Xhyve is but one of the options for fronting hypervisor.framework.

Calling it “not serious” is quite wrong.

I use Docker on Mac, and know many others who do as well.
I personally know of at least 3 or 4 engineering teams of 30+ developers who use it daily.
>Does anyone actually use Docker on Mac?

Sure, for development tasks.

I think apple fundamentally does not understand containers.

All the interesting container stuff is on other platforms.

It might be out of fear, maybe because apple doesn't want macos to be virtualized.

It would be really nice to have say the current xcode in one container and a dev xcode in another. It would be nice to farm work out to a lot of machines.

or a dockerfile like: FROM macos:10.14

RUN installer xcode... RUN xcode-build myproject

> I think apple fundamentally does not understand containers.

Given that Apple is (or at least was) one of the biggest users of Mesos in the world and have invited me to interview specifically on the back of the operationalization of containers, I'm guessing that the staggeringly bright programmers they've got probably understand containers.

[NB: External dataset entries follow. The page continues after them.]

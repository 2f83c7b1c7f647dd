//! Best-first exploration.
//!
//! Instead of always going back to the closest ancestor with work left, the
//! explorer keeps a set of opened states and jumps to the one the configuration
//! prefers: the oldest one (`bfs-odpor`), the best valued one (`befs-odpor`), a
//! random one, or the deepest ancestor when no strategy guides the search. The stack
//! and the execution are rebuilt from the chosen state's path after each jump.

use super::{transitions_of, BugKind, ExplorationContext, SearchOutcome, StepOutcome};
use crate::config::{ReductionMode, StrategyKind};
use crate::error::McError;
use crate::odpor::Execution;
use crate::state::{StateArena, StateId};
use crate::transition::Transition;
use std::collections::VecDeque;
use std::sync::Arc;
use tracing::{debug, info, trace, warn};

#[derive(Default)]
pub struct BeFsExplorer {
    stack: Vec<StateId>,
    exec: Execution,
    /// States that may still have work; each entry holds one reference
    opened: VecDeque<StateId>,
}

impl BeFsExplorer {
    pub fn new() -> Self {
        Self::default()
    }

    pub fn run(&mut self, ctx: &mut ExplorationContext) -> Result<SearchOutcome, McError> {
        info!(
            "Start a BeFS exploration. Reduction is: {}.",
            ctx.reduction.mode().as_str()
        );
        let outcome = self.explore(ctx);
        for id in self.opened.drain(..).chain(self.stack.drain(..)) {
            ctx.arena.release(id);
        }
        ctx.release_garbage();
        self.exec = Execution::new();
        outcome
    }

    fn explore(&mut self, ctx: &mut ExplorationContext) -> Result<SearchOutcome, McError> {
        let root = ctx.create_state(None, None)?;
        self.stack.push(root);
        ctx.arena.acquire(root);
        self.opened.push_back(root);

        while let Some(&state) = self.stack.last() {
            trace!(
                depth = self.stack.len(),
                state = ctx.arena.state(state).num(),
                todo = ctx.arena.state(state).count_todo(),
                opened = self.opened.len(),
                "exploring"
            );
            if self.stack.len() > ctx.config.max_depth {
                warn!(
                    "/!\\ Max depth of {} reached! THIS WILL PROBABLY BREAK the reduction /!\\",
                    ctx.config.max_depth
                );
                warn!("/!\\ Any bug you may find are real, but not finding bug doesn't mean anything /!\\");
                warn!("/!\\ You should consider changing the depth limit with --cfg=model-check/max-depth /!\\");
                match self.backtrack(ctx)? {
                    SearchOutcome::Continue => continue,
                    outcome => return Ok(outcome),
                }
            }

            let next = ctx
                .reduction
                .next_to_explore(&mut ctx.arena, state, ctx.strategy.as_ref());
            let Some(next) = next else {
                debug!(
                    "{} actors remain, but none of them need to be interleaved (depth {}).",
                    ctx.arena.state(state).actor_count(),
                    self.stack.len()
                );
                let outcome = ctx.check_deadlock(&self.stack, &self.exec)?;
                if !outcome.is_continue() {
                    return Ok(outcome);
                }
                if ctx.arena.state(state).actor_count() == 0 {
                    let outcome = ctx.finish_execution(state, &self.stack, &self.exec)?;
                    if !outcome.is_continue() {
                        return Ok(outcome);
                    }
                }
                match self.backtrack(ctx)? {
                    SearchOutcome::Continue => continue,
                    outcome => return Ok(outcome),
                }
            };

            if ctx.config.befs_threshold != 0 && self.should_switch(ctx, state, next.aid) {
                ctx.arena.acquire(state);
                self.opened.push_back(state);
                match self.backtrack(ctx)? {
                    SearchOutcome::Continue => continue,
                    outcome => return Ok(outcome),
                }
            }

            let (child, transition) = match ctx.execute_step(state, next, &self.stack, &self.exec)? {
                StepOutcome::Reached { child, transition } => (child, transition),
                StepOutcome::Stopped(SearchOutcome::Continue) => continue,
                StepOutcome::Stopped(outcome) => return Ok(outcome),
            };
            ctx.reduction.on_backtrack(&mut ctx.arena, state);
            if ctx.arena.state(state).has_more_to_be_explored() {
                ctx.arena.acquire(state);
                self.opened.push_back(state);
            }
            if let Some(outcome) = self.push(ctx, child, transition)? {
                return Ok(outcome);
            }
        }
        Ok(SearchOutcome::ExhaustedCleanly)
    }

    fn push(
        &mut self,
        ctx: &mut ExplorationContext,
        child: StateId,
        t: Arc<Transition>,
    ) -> Result<Option<SearchOutcome>, McError> {
        self.stack.push(child);
        if let Err(race) = self.exec.push_transition(t) {
            let outcome =
                ctx.report_bug(BugKind::DataRace(race), &self.stack, transitions_of(&self.exec))?;
            if !outcome.is_continue() {
                return Ok(Some(outcome));
            }
        }

        let maximal = ctx.arena.state(child).enabled_actors().is_empty();
        if ctx.reduction.races_on_each_step() || maximal {
            let created = ctx.handle_races(&self.exec, &self.stack);
            self.opened.extend(created);
            if !materializes(ctx) && !walks_stack(ctx) {
                self.reopen_stack(ctx);
            }
        }
        if maximal {
            ctx.record_maximal_execution(&self.exec)?;
        }
        Ok(None)
    }

    /// Races may give work back to states of the stack that were already dropped
    /// from the opened ones.
    fn reopen_stack(&mut self, ctx: &mut ExplorationContext) {
        for &id in &self.stack {
            if ctx.arena.state(id).has_more_to_be_explored() && !self.opened.contains(&id) {
                ctx.arena.acquire(id);
                self.opened.push_back(id);
            }
        }
    }

    /// Whether the best opened state is enough better than going on with `aid`
    /// from `state`.
    fn should_switch(
        &mut self,
        ctx: &mut ExplorationContext,
        state: StateId,
        aid: crate::transition::Aid,
    ) -> bool {
        if walks_stack(ctx) {
            return false;
        }
        let dist = {
            let s = ctx.arena.state(state);
            match s.actors().get(&aid) {
                Some(actor) => i64::from(ctx.strategy.valuation(s, actor)),
                None => return false,
            }
        };
        let Some(index) = self.best_index(ctx) else {
            return false;
        };
        let Some(best) = valuation_of(ctx, self.opened[index]) else {
            return false;
        };
        let switch = dist * i64::from(ctx.config.befs_threshold) / 100 > i64::from(best);
        if switch {
            debug!("current selected dist:{} vs. best*rate:{}", dist, best);
        }
        switch
    }

    /// Drops the opened states that are exhausted, then returns the index of the
    /// preferred one.
    fn best_index(&mut self, ctx: &mut ExplorationContext) -> Option<usize> {
        let max_depth = ctx.config.max_depth;
        let (keep, exhausted): (VecDeque<StateId>, VecDeque<StateId>) = std::mem::take(&mut self.opened)
            .into_iter()
            .partition(|&id| is_candidate(&ctx.arena, id, max_depth));
        self.opened = keep;
        for id in exhausted {
            ctx.arena.release(id);
        }
        if self.opened.is_empty() {
            debug!("No more opened state");
            return None;
        }
        let index = match ctx.reduction.mode() {
            ReductionMode::BfsOdpor => 0,
            ReductionMode::BefsOdpor => (0..self.opened.len())
                .min_by_key(|&i| valuation_of(ctx, self.opened[i]).unwrap_or(i32::MAX))
                .unwrap_or(0),
            _ => ctx.rng.gen_range(0, self.opened.len() as u64) as usize,
        };
        Some(index)
    }

    /// Takes the state to go on with, with one reference on it.
    fn pick_target(&mut self, ctx: &mut ExplorationContext) -> Option<StateId> {
        if walks_stack(ctx) {
            for id in self.opened.drain(..) {
                ctx.arena.release(id);
            }
            let max_depth = ctx.config.max_depth;
            let target = self.stack.iter().rev().copied().find(|&id| {
                let s = ctx.arena.state(id);
                s.depth() < max_depth && s.has_more_to_be_explored()
            })?;
            ctx.arena.acquire(target);
            return Some(target);
        }
        let index = self.best_index(ctx)?;
        self.opened.remove(index)
    }

    /// Jumps to the preferred opened state. `ExhaustedCleanly` when none is left.
    fn backtrack(&mut self, ctx: &mut ExplorationContext) -> Result<SearchOutcome, McError> {
        ctx.notify_backtracking();
        let Some(target) = self.pick_target(ctx) else {
            debug!("No more opened point of exploration, the search will end");
            return Ok(SearchOutcome::ExhaustedCleanly);
        };
        debug!(
            "Backtracking to state #{} at depth {}",
            ctx.arena.state(target).num(),
            ctx.arena.state(target).depth()
        );
        let initialized = ctx.restore_state(target)?;
        let outcome = self.restore_stack(ctx, target, &initialized)?;
        ctx.arena.release(target);
        ctx.release_garbage();
        Ok(outcome)
    }

    /// Rebuilds the stack and the execution along the path to `target`.
    ///
    /// Events already explored in a previous branch keep their races as computed,
    /// unless the search may leave branches before their end (non-zero threshold).
    /// Events leading to `initialized` states are new and checked for data races.
    fn restore_stack(
        &mut self,
        ctx: &mut ExplorationContext,
        target: StateId,
        initialized: &[StateId],
    ) -> Result<SearchOutcome, McError> {
        let path = ctx.arena.path_to(target);
        for &id in &path {
            ctx.arena.acquire(id);
        }
        for id in self.stack.drain(..) {
            ctx.arena.release(id);
        }
        self.stack = path;
        self.exec = Execution::new();

        let restoring = ctx.config.befs_threshold == 0;
        for i in 1..self.stack.len() {
            let id = self.stack[i];
            let fresh = initialized.contains(&id);
            let t = ctx
                .arena
                .state(id)
                .incoming_transition()
                .cloned()
                .ok_or_else(|| {
                    McError::Internal(format!(
                        "state {} has a parent but no incoming transition",
                        ctx.arena.state(id).num()
                    ))
                })?;
            let pushed = if restoring && !fresh {
                self.exec.push_transition_restoring(t)
            } else {
                self.exec.push_transition(t)
            };
            if let Err(race) = pushed {
                if fresh {
                    let outcome = ctx.report_bug(
                        BugKind::DataRace(race),
                        &self.stack[..=i],
                        transitions_of(&self.exec),
                    )?;
                    if !outcome.is_continue() {
                        return Ok(outcome);
                    }
                }
            }
        }
        trace!(depth = self.stack.len(), "stack restored");
        Ok(SearchOutcome::Continue)
    }
}

/// Whether the reduction creates states ahead of time.
fn materializes(ctx: &ExplorationContext) -> bool {
    matches!(
        ctx.reduction.mode(),
        ReductionMode::BfsOdpor | ReductionMode::BefsOdpor
    )
}

/// Without a strategy, the search goes back to the deepest ancestor with work left.
fn walks_stack(ctx: &ExplorationContext) -> bool {
    !materializes(ctx) && ctx.config.strategy == StrategyKind::None
}

fn is_candidate(arena: &StateArena, id: StateId, max_depth: usize) -> bool {
    let s = arena.state(id);
    s.depth() < max_depth && (!s.is_initialized() || s.has_more_to_be_explored())
}

/// Valuation of the step the search would take from `id`. States not initialized
/// yet are valued by the step leading to them.
fn valuation_of(ctx: &ExplorationContext, id: StateId) -> Option<i32> {
    let s = ctx.arena.state(id);
    if s.is_initialized() {
        return ctx.strategy.best_transition(s, true).map(|(_, v)| v);
    }
    let t = s.incoming_transition()?;
    let parent = ctx.arena.state(s.parent()?);
    parent
        .actors()
        .get(&t.aid)
        .map(|actor| ctx.strategy.valuation(parent, actor))
}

Just a little hunch, you know?

The devops guys need to spread the love to the OS group and ship it with the OS.

Maybe it's another "you're not the target market" kind of thing.

The point I'm getting at is that folks on other platforms have lots and lots of options and apple doesn't provide any.

> apple doesn't want macos to be virtualized.

The macOS EULA explicitly allows macOS to be virtualized if you do it on a Mac running macOS.

> It would be really nice to have say the current xcode in one container and a dev xcode in another.

This is the entire point behind xcode-select. I currently have Xcode-beta and Xcode on side-by-side on my machine, and they pretty much coexist.

Can you run them simultaneously? I've never tried.
Yes, but there are some issues. For pure macOS development it's usually fine, but anything touching the simulator breaks if multiple versions of Xcode try to use it at the same time. I quickly got in the habit of always exiting Xcode before starting a different version.
- "allows" not the same as supports.

- I think xcode-select just modifies a .plist.

It changes a symlink at /var/db/xcode_select_link, and all of the development tool stubs that Apple has placed consult this to see which binary to run. This is pretty much the officially supported way to switch between multiple copies of Xcode.
Containers lose a lot of appeal once you leave the server, and Apple have explicitly abandoned the server market.

They do offer a set of "primitives" for virtualization, which can be hooked into by third-party solutions like Docker if they want to do so.

I imagine you could get pretty far with sandboxing+chroot, but it wouldn’t be docker. You’d definitely be able to prevent stuff in the container from getting out, but I’m not so sure you could reproduce docker’s “VM-like” (I.e. the inside of the container is ~identical to a normal Linux machine, with no need to make stuff compatible) quality.
Singularity recently released a (non-fully featured, but still useful) mac version.